[Collected data entries]

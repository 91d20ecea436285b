//! Execution helper that runs an `argmin` solver on a cost problem and
//! returns a crate-friendly [`OptimOutcome`].
use crate::optimization::{
    cost_minimizer::{
        Grad, MinimizeOptions, Objective, OptimOutcome, Theta,
        adapter::ArgMinAdapter,
        observer::{BestSlot, RunObserver, take_best},
        traits::IterationHook,
    },
    errors::{OptError, OptResult},
};
use argmin::core::{Executor, State, observers::ObserverMode};
#[cfg(feature = "obs_slog")]
use argmin_math::ArgminL2Norm;
use log::warn;
use std::sync::{Arc, Mutex};

/// Run an `argmin` optimization for a cost problem.
///
/// This is the shared runner used by both line-search variants. It wires up:
/// - the user objective via [`ArgMinAdapter`],
/// - the chosen `Solver` (L-BFGS with Hager–Zhang/More–Thuente),
/// - initial parameter `theta0`,
/// - the best-iterate observer (always) and the optional `hook`,
/// - optional slog observers (behind the `obs_slog` feature),
/// - optional `max_iters`,
///
/// then executes the solver and converts the result into [`OptimOutcome`].
///
/// # Abort handling
/// If the backend returns an error after at least the initial state was
/// observed, the best recorded iterate is returned as a non-converged
/// outcome whose `status` names the cause. Errors raised before any state
/// was recorded are propagated.
///
/// # Errors
/// - Backend errors with no recorded iterate, mapped into `OptError`.
/// - Validation errors encountered when constructing [`OptimOutcome`].
pub fn run_lbfgs<'a, F, S>(
    theta0: Theta, opts: &MinimizeOptions, problem: ArgMinAdapter<'a, F>, solver: S,
    hook: Option<Box<dyn IterationHook>>,
) -> OptResult<OptimOutcome>
where
    F: Objective,
    S: argmin::core::Solver<
            ArgMinAdapter<'a, F>,
            argmin::core::IterState<Theta, Grad, (), (), (), f64>,
        > + Send
        + 'static,
{
    #[cfg(feature = "obs_slog")]
    if opts.verbose {
        log_initial_state(&theta0, &problem)?;
    }
    let best: BestSlot = Arc::new(Mutex::new(None));
    let mut optimizer = Executor::new(problem, solver);
    optimizer = optimizer.configure(|state| state.param(theta0));
    optimizer =
        optimizer.add_observer(RunObserver::new(Arc::clone(&best), hook), ObserverMode::Always);
    #[cfg(feature = "obs_slog")]
    if opts.verbose {
        let observer = argmin_observer_slog::SlogLogger::term_noblock();
        optimizer = optimizer.add_observer(observer, ObserverMode::Always);
    }
    if let Some(max_iter) = opts.tols.max_iter {
        optimizer = optimizer.configure(|state| state.max_iters(max_iter as u64));
    }

    match optimizer.run() {
        Ok(res) => {
            let mut result = res.state().clone();
            let iterations = result.get_iter();
            let function_counts = result.get_func_counts().clone();
            let termination = result.get_termination_status().clone();
            let grad = result.take_gradient();
            OptimOutcome::new(
                result.take_best_param(),
                result.get_best_cost(),
                termination,
                iterations,
                function_counts,
                grad,
            )
        }
        Err(err) => {
            let cause = OptError::from(err);
            match take_best(&best) {
                Some(b) => {
                    warn!(
                        "optimizer aborted after {} iterations ({cause}); keeping best iterate with cost {:.6e}",
                        b.iteration, b.cost
                    );
                    OptimOutcome::aborted(b.theta, b.cost, b.iteration, &cause)
                }
                None => Err(cause),
            }
        }
    }
}

// ---- Helper Methods ----

#[cfg(feature = "obs_slog")]
fn log_initial_state<F>(theta0: &Theta, problem: &ArgMinAdapter<'_, F>) -> OptResult<()>
where
    F: Objective,
{
    let c0 = problem.checked_cost(theta0)?;
    let g0n = problem.checked_gradient(theta0).ok().map(|g| g.l2_norm());

    eprintln!(
        "init: cost(theta0) = {:.6}{}",
        c0,
        g0n.map(|n| format!(", ||grad|| = {:.6}", n)).unwrap_or_default()
    );
    Ok(())
}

Task statement: Your reply must reproduce all records above exactly.

Answer space:
repository 91d20ecea436285b
//! Execution helper that runs an `argmin` solver on a cost problem and
//! returns a crate-friendly [`OptimOutcome`].
use crate::optimization::{
    cost_minimizer::{
        Grad, MinimizeOptions, Objective, OptimOutcome, Theta,
        adapter::ArgMinAdapter,
        observer::{BestSlot, RunObserver, take_best},
        traits::IterationHook,
    },
    errors::{OptError, OptResult},
};
use argmin::core::{Executor, State, observers::ObserverMode};
#[cfg(feature = "obs_slog")]
use argmin_math::ArgminL2Norm;
use log::warn;
use std::sync::{Arc, Mutex};

/// Run an `argmin` optimization for a cost problem.
///
/// This is the shared runner used by both line-search variants. It wires up:
/// - the user objective via [`ArgMinAdapter`],
/// - the chosen `Solver` (L-BFGS with Hager–Zhang/More–Thuente),
/// - initial parameter `theta0`,
/// - the best-iterate observer (always) and the optional `hook`,
/// - optional slog observers (behind the `obs_slog` feature),
/// - optional `max_iters`,
///
/// then executes the solver and converts the result into [`OptimOutcome`].
///
/// # Abort handling
/// If the backend returns an error after at least the initial state was
/// observed, the best recorded iterate is returned as a non-converged
/// outcome whose `status` names the cause. Errors raised before any state
/// was recorded are propagated.
///
/// # Errors
/// - Backend errors with no recorded iterate, mapped into `OptError`.
/// - Validation errors encountered when constructing [`OptimOutcome`].
pub fn run_lbfgs<'a, F, S>(
    theta0: Theta, opts: &MinimizeOptions, problem: ArgMinAdapter<'a, F>, solver: S,
    hook: Option<Box<dyn IterationHook>>,
) -> OptResult<OptimOutcome>
where
    F: Objective,
    S: argmin::core::Solver<
            ArgMinAdapter<'a, F>,
            argmin::core::IterState<Theta, Grad, (), (), (), f64>,
        > + Send
        + 'static,
{
    #[cfg(feature = "obs_slog")]
    if opts.verbose {
        log_initial_state(&theta0, &problem)?;
    }
    let best: BestSlot = Arc::new(Mutex::new(None));
    let mut optimizer = Executor::new(problem, solver);
    optimizer = optimizer.configure(|state| state.param(theta0));
    optimizer =
        optimizer.add_observer(RunObserver::new(Arc::clone(&best), hook), ObserverMode::Always);
    #[cfg(feature = "obs_slog")]
    if opts.verbose {
        let observer = argmin_observer_slog::SlogLogger::term_noblock();
        optimizer = optimizer.add_observer(observer, ObserverMode::Always);
    }
    if let Some(max_iter) = opts.tols.max_iter {
        optimizer = optimizer.configure(|state| state.max_iters(max_iter as u64));
    }

    match optimizer.run() {
        Ok(res) => {
            let mut result = res.state().clone();
            let iterations = result.get_iter();
            let function_counts = result.get_func_counts().clone();
            let termination = result.get_termination_status().clone();
            let grad = result.take_gradient();
            OptimOutcome::new(
                result.take_best_param(),
                result.get_best_cost(),
                termination,
                iterations,
                function_counts,
                grad,
            )
        }
        Err(err) => {
            let cause = OptError::from(err);
            match take_best(&best) {
                Some(b) => {
                    warn!(
                        "optimizer aborted after {} iterations ({cause}); keeping best iterate with cost {:.6e}",
                        b.iteration, b.cost
                    );
                    OptimOutcome::aborted(b.theta, b.cost, b.iteration, &cause)
                }
                None => Err(cause),
            }
        }
    }
}

// ---- Helper Methods ----

#[cfg(feature = "obs_slog")]
fn log_initial_state<F>(theta0: &Theta, problem: &ArgMinAdapter<'_, F>) -> OptResult<()>
where
    F: Objective,
{
    let c0 = problem.checked_cost(theta0)?;
    let g0n = problem.checked_gradient(theta0).ok().map(|g| g.l2_norm());

    eprintln!(
        "init: cost(theta0) = {:.6}{}",
        c0,
        g0n.map(|n| format!(", ||grad|| = {:.6}", n)).unwrap_or_default()
    );
    Ok(())
}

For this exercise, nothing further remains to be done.